Hypothesis testing with t-test¶
If bookies were all-knowing, the spread would exactly account for the predictable winning probability and all we would be left with is the noise --- the intercept should be one-half. Is it true in the data? We can use the t_test( ) method of the results object to perform t-tests.
The null hypothesis is $H_0: \beta_0 = 0.5$ and the alternative hypothesis is $H_1: \beta_0 \neq 0.5$.
t_test = res_ols.t_test('Intercept = 0.5')
print(t_test)
Test for Constraints
==============================================================================
coef std err t P>|t| [0.025 0.975]
------------------------------------------------------------------------------
c0 0.5769 0.028 2.725 0.007 0.521 0.632
==============================================================================
Linear probability models have some problems. Perhaps the biggest one is that there is no guarantee that the predicted probability lies between zero and one!
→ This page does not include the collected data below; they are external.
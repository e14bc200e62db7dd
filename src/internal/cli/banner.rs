//! 终端横幅：开始前打印配置，结束后打印结果。写入任意 `Write` 以便测试。

use std::io::{self, Write};

use crate::internal::fetcher::structs::{FetchOutcome, FetchRequest};

const RULE: &str = "============================================================";

/// 下载失败时给出的镜像源示例
pub const MIRROR_HINT: &str = "https://hf-mirror.com";

fn on_off(flag: bool) -> &'static str {
    if flag { "开启" } else { "关闭" }
}

pub fn write_start<W: Write>(
    out: &mut W,
    request: &FetchRequest,
    endpoint: &str,
) -> io::Result<()> {
    writeln!(out, "{RULE}")?;
    writeln!(out, "开始下载 {}", request.repository_id)?;
    writeln!(out, "{RULE}")?;
    writeln!(out, "仓库: {} ({})", request.repository_id, request.repo_type)?;
    writeln!(out, "下载目录: {}", request.destination_path.display())?;
    writeln!(out, "版本: {}", request.revision)?;
    writeln!(out, "断点续传: {}", on_off(request.resume))?;
    writeln!(
        out,
        "文件形式: {}",
        if request.use_symlinks {
            "链接到共享缓存"
        } else {
            "完整拷贝"
        }
    )?;
    writeln!(out, "下载源: {endpoint}")?;
    writeln!(out, "{RULE}")?;
    out.flush()
}

pub fn write_outcome<W: Write>(out: &mut W, outcome: &FetchOutcome) -> io::Result<()> {
    writeln!(out)?;
    writeln!(out, "{RULE}")?;
    match outcome {
        FetchOutcome::Success { local_path } => {
            writeln!(out, "✅ 下载完成！")?;
            writeln!(out, "{RULE}")?;
            writeln!(out, "文件位置: {}", local_path.display())?;
        }
        FetchOutcome::Failure { error_message } => {
            writeln!(out, "❌ 下载失败: {error_message}")?;
            writeln!(out, "{RULE}")?;
            writeln!(
                out,
                "请检查网络连接，或使用镜像源重试（例如 --endpoint {MIRROR_HINT}）"
            )?;
            writeln!(out, "未完成的文件已保留，再次运行会从断点继续")?;
        }
    }
    out.flush()
}
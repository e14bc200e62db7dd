//! 快照获取入口：确保目标目录存在，委托传输协作者下载整个仓库快照，并给出终态结果。

pub mod structs;
pub mod traits;
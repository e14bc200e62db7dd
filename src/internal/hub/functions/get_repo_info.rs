use percent_encoding::{utf8_percent_encode, AsciiSet, CONTROLS};
use reqwest::header::{HeaderValue, ACCEPT};
use reqwest::StatusCode;
use tracing::debug;

use crate::auth::HubAuth;
use crate::internal::hub::enums::RepoType;
use crate::internal::hub::error::HubError;
use crate::internal::hub::raw_json::repo_info::RepoInfo;

/// 单个路径段的编码集，`/` 也会被编码
pub(crate) const PATH_SEGMENT: &AsciiSet = &CONTROLS
    .add(b' ')
    .add(b'"')
    .add(b'#')
    .add(b'%')
    .add(b'<')
    .add(b'>')
    .add(b'?')
    .add(b':')
    .add(b'`')
    .add(b'{')
    .add(b'}')
    .add(b'/');

/// 一次快照请求所指向的仓库版本
#[derive(Debug, Clone, Copy)]
pub struct RepoRef<'a> {
    pub repo_type: RepoType,
    pub repo_id: &'a str,
    pub revision: &'a str,
}

impl<'a> RepoRef<'a> {
    pub fn model(repo_id: &'a str, revision: &'a str) -> Self {
        Self {
            repo_type: RepoType::Model,
            repo_id,
            revision,
        }
    }
}

/// 按段编码 `a/b c` 这类路径，`/` 保留为分隔符
pub(crate) fn encode_path(path: &str) -> String {
    path.split('/')
        .map(|seg| utf8_percent_encode(seg, PATH_SEGMENT).to_string())
        .collect::<Vec<_>>()
        .join("/")
}

/// 获取仓库元数据（含文件列表、大小与 LFS 摘要）
pub async fn get_repo_info(
    hub_auth: &HubAuth,
    repo: &RepoRef<'_>,
) -> Result<RepoInfo, HubError> {
    let repo_id = repo.repo_id.trim().trim_matches('/');
    if repo_id.is_empty() {
        return Err(HubError::EmptyRepoId);
    }

    let mut url = hub_auth
        .join(&format!(
            "api/{}/{}/revision/{}",
            repo.repo_type.api_segment(),
            encode_path(repo_id),
            utf8_percent_encode(repo.revision, PATH_SEGMENT),
        ))
        .map_err(HubError::InvalidUrl)?;
    url.query_pairs_mut().append_pair("blobs", "true");

    debug!(%url, "读取仓库元数据");

    let res = hub_auth
        .client
        .get(url)
        .header(ACCEPT, HeaderValue::from_static("application/json"))
        .send()
        .await?;

    let status = res.status();

    match status {
        StatusCode::UNAUTHORIZED | StatusCode::FORBIDDEN => {
            return Err(HubError::Unauthorized {
                repo_id: repo_id.to_string(),
                status,
            });
        }
        StatusCode::NOT_FOUND => {
            return Err(HubError::RepoNotFound {
                repo_id: repo_id.to_string(),
                revision: repo.revision.to_string(),
            });
        }
        _ => {}
    }

    let body = res.bytes().await?;

    if !status.is_success() {
        return Err(HubError::Status {
            status,
            body: String::from_utf8_lossy(&body).into_owned(),
        });
    }

    let repo_info: RepoInfo = serde_json::from_slice(&body)?;

    Ok(repo_info)
}
pub mod auth;
pub mod cli;
pub mod entrance;
pub mod fetcher;
pub mod hub;
pub mod remote_file;
pub mod snapshot;
pub mod telemetry;
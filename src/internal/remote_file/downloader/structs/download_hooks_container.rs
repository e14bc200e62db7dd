use crate::internal::remote_file::downloader::traits::download::{DownloadHook, HookAbort};
use crate::internal::remote_file::structs::remote_file_data::RemoteFileData;

use super::download_result::DownloadResult;

/// 钩子容器：按注册顺序依次执行多个钩子。
#[derive(Default)]
pub struct DownloadHooksContainer {
    hooks: Vec<Box<dyn DownloadHook>>,
}

impl DownloadHooksContainer {
    /// 添加一个下载钩子；支持多次调用以注册多个钩子，按添加顺序依次执行。
    pub fn add(&mut self, hook: impl DownloadHook + 'static) {
        self.hooks.push(Box::new(hook));
    }

    /// 添加已装箱的钩子（由钩子工厂按文件生成时使用）。
    pub fn add_boxed(&mut self, hook: Box<dyn DownloadHook>) {
        self.hooks.push(hook);
    }

    pub async fn run_before_start(
        &mut self,
        file: &RemoteFileData,
        resume_from: u64,
    ) -> Result<(), HookAbort> {
        for h in self.hooks.iter_mut() {
            h.before_start(file, resume_from).await?;
        }
        Ok(())
    }

    pub fn run_on_chunk(&mut self, chunk: &[u8]) {
        for h in self.hooks.iter_mut() {
            h.on_chunk(chunk);
        }
    }

    pub fn run_on_progress(
        &mut self,
        bytes_done: u64,
        total: Option<u64>,
    ) {
        for h in self.hooks.iter_mut() {
            h.on_progress(bytes_done, total);
        }
    }

    pub async fn run_after_complete(&mut self, result: &DownloadResult) {
        for h in self.hooks.iter_mut() {
            h.after_complete(result).await;
        }
    }
}
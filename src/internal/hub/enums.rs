use std::fmt;
use std::str::FromStr;

/// 仓库类型：决定元数据 API 路径与文件下载路径的前缀
#[derive(Debug, Clone, Copy, PartialEq, Eq, Default)]
pub enum RepoType {
    #[default]
    Model,
    Dataset,
    Space,
}

impl RepoType {
    /// 元数据接口中的路径段：`api/{segment}/{repo_id}`
    pub fn api_segment(&self) -> &'static str {
        match self {
            RepoType::Model => "models",
            RepoType::Dataset => "datasets",
            RepoType::Space => "spaces",
        }
    }

    /// 下载地址中的前缀：模型仓库没有前缀
    pub fn url_prefix(&self) -> &'static str {
        match self {
            RepoType::Model => "",
            RepoType::Dataset => "datasets/",
            RepoType::Space => "spaces/",
        }
    }

    /// 本地共享缓存中的目录名前缀，如 `models--org--name`
    pub fn cache_prefix(&self) -> &'static str {
        self.api_segment()
    }
}

impl fmt::Display for RepoType {
    fn fmt(&self, f: &mut fmt::Formatter<'_>) -> fmt::Result {
        let s = match self {
            RepoType::Model => "model",
            RepoType::Dataset => "dataset",
            RepoType::Space => "space",
        };
        f.write_str(s)
    }
}

impl FromStr for RepoType {
    type Err = String;

    fn from_str(s: &str) -> Result<Self, Self::Err> {
        match s.trim().to_ascii_lowercase().as_str() {
            "model" | "models" => Ok(RepoType::Model),
            "dataset" | "datasets" => Ok(RepoType::Dataset),
            "space" | "spaces" => Ok(RepoType::Space),
            other => Err(format!("未知的仓库类型: {other}")),
        }
    }
}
We can use the predictedvalues attribute of the results object to recover the fitted values of the y variables. Let's plot them and take a look.
fig, ax = plt.subplots(figsize=(15,6))
ax.scatter(vegas['spread'], res_ols.fittedvalues, facecolors='none', edgecolors='red')
ax.axhline(y=1.0, color='grey', linestyle='--')
ax.set_ylabel('pedict probability of winning')
ax.set_xlabel('point spread')
ax.set_title('Predicted winning probabilities from an OLS model')
sea.despine(ax=ax, trim=True)
Now, let's account for the discreteness and estimate with probit.
res_probit = smf.probit('favwin ~ spread', data=vegas).fit()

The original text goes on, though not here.